= Bateman-Mukai method =

Method for describing the mutation rates for genes through the observation of phenotypes

In genetics, the Bateman–Mukai method, sometimes referred to as the Bateman–Mukai technique, is a traditional method used for describing the mutation rates for genes through the observation of physical traits (phenotype) of a living organism. The method involves the maintenance of many mutation accumulation lineages of the organism studied, and it is therefore labor intensive.

== Origin ==
The foundational papers from which this method gets its name were conducted by geneticists A. J. Bateman in 1959 and T. Mukai in 1964. Bateman used an early form of this method to understand how radiation affects the survival of chromosomes due to radiation induced mutations. Mukai's experimental design largely followed the design of Bateman's study, but rather than inducing mutations via any external factor, the study aimed to describe the spontaneous naturally occurring deleterious mutation rate of the common fruit fly.

== Procedure ==
The method requires the establishment of many mutation accumulation lineages using within line breeding of diploid organisms.
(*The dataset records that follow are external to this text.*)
//! The execution half of the task state machine: one primitive per tick.

use tracing::trace;

use wh_core::{Action, Tick};
use wh_grid::{Grid, GridError, Notifier, Occupant, WorldEvent};

use crate::{Agent, TaskError, TaskResult};

/// Execute the next tick-consuming action in `agent`'s queue.
///
/// `ChangeState` entries at the front are applied before the action and any
/// that follow it are applied after, so a plan such as
/// `[ChangeState, PickUp, ChangeState]` completes in a single tick.
///
/// Returns the executed action, or `None` when the queue held nothing but
/// state changes.
pub fn execute(
    agent:    &mut Agent,
    grid:     &mut Grid,
    tick:     Tick,
    notifier: &mut dyn Notifier,
) -> TaskResult<Option<Action>> {
    agent.drain_state_changes();
    let Some(action) = agent.queue.pop_front() else {
        return Ok(None);
    };
    trace!(agent = %agent.id, %action, %tick, "execute");

    match action {
        Action::MoveForward => {
            let from = agent.position;
            let to = agent.ahead();
            let found = grid.get(to);
            if !found.is_free() {
                return Err(TaskError::MoveBlocked { agent: agent.id, at: to, by: found });
            }
            grid.set(from, Occupant::Free)?;
            agent.belief.set(from, Occupant::Free)?;
            grid.set(to, Occupant::Agent(agent.id))?;
            agent.belief.set(to, Occupant::Agent(agent.id))?;
            agent.position = to;
            agent.moves += 1;
            notifier.notify(&WorldEvent::Forward { agent: agent.id });
        }
        Action::Rotate(degrees) => {
            agent.facing = agent.facing.rotated(degrees)?;
            notifier.notify(&WorldEvent::Rotate { agent: agent.id, degrees });
        }
        Action::Wait => {}
        Action::PickUp(object) => {
            if agent.inventory.is_some() {
                return Err(TaskError::InventoryFull(agent.id));
            }
            let at = agent.ahead();
            let found = grid.get(at);
            if found != Occupant::Object(object) {
                return Err(TaskError::PickUpMissed { agent: agent.id, at, found });
            }
            let taken = grid.take_object(at)?;
            agent.belief.set(at, Occupant::Free)?;
            notifier.notify(&WorldEvent::Pickup {
                agent:  agent.id,
                object: taken.id,
                label:  taken.image.stem().to_owned(),
            });
            agent.inventory = Some(taken);
        }
        Action::Store(storage) => {
            let slot = grid.storage_mut(storage)?;
            if slot.is_full() {
                return Err(GridError::StorageFull(storage).into());
            }
            let object = agent.inventory.take().ok_or(TaskError::InventoryEmpty(agent.id))?;
            let object_id = object.id;
            slot.store(object)?;
            agent.stores += 1;
            agent.history.push((tick, agent.stores));
            notifier.notify(&WorldEvent::Store { agent: agent.id, object: object_id, storage });
        }
        Action::ChangeState(state) => agent.state = state,
    }

    agent.drain_state_changes();
    Ok(Some(action))
}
These lines are maintained in a favorable environment for deleterious mutations to accumulate so that they are not to be purged by natural selection: excess food and other resources are kept available to eliminate competition, and the parents of the next generation are chosen at random without any regards to fitness. Importantly, in this way, mutation accumulation experiments attempt to describe the true mutation rates that would be observed in the absence of natural selection.

Asexually reproducing organisms can simply have a single parent selected as the parent for the next generation of each line. In sexually reproducing organisms, measures must be taken such that researchers can be sure that mutations are inherited by future generations of the mutation accumulation lines. The use of a balancer gene can be implemented towards this end. In the Mukai experiment, male flies homozygous for the wild type chromosome 2 were always mated with female heterozygotes for the Pm/Cy balancer gene that produces an observable phenotype in the wings, with homozygous Pm/Cy being lethal. This ensures that researchers can select for organisms that do not exhibit the phenotypic trait of the balancer gene, which in turn means that only wild type chromosomes will be passed down to the next generation. In this way, in sexually reproducing organisms, any spontaneously occurring mutations that occur in the mutation accumulation line should have a random chance, due to the independent assortment, of being fixed in the next generation of the line.

The main measurements that are derived from results of a Bateman–Mukai method are: the deleterious mutation rate, $U$, and the average selection coefficient, $E(a)$, although these must be derived from phenotype observation. $U$, which is specifically the mutation rate for a single copy of a gene is derived from the assumption that deleterious mutations are randomly fixed and from the nature of the diploid organisms, which have two copies of each gene. So the mutation rate from both copies, $2U$, multiplied by the population of the line, $p$, with the assumption of random fixation gives that the deleterious mutation rate,$U = (p2U/p2)$, such that each mutation per line per generation directly counts towards the mutation rate. By tracking the quantitative deleterious change in a trait delta M (ie. number of offspring), the mutation rate can be defined within one line as: $\Delta M = UE(a)$.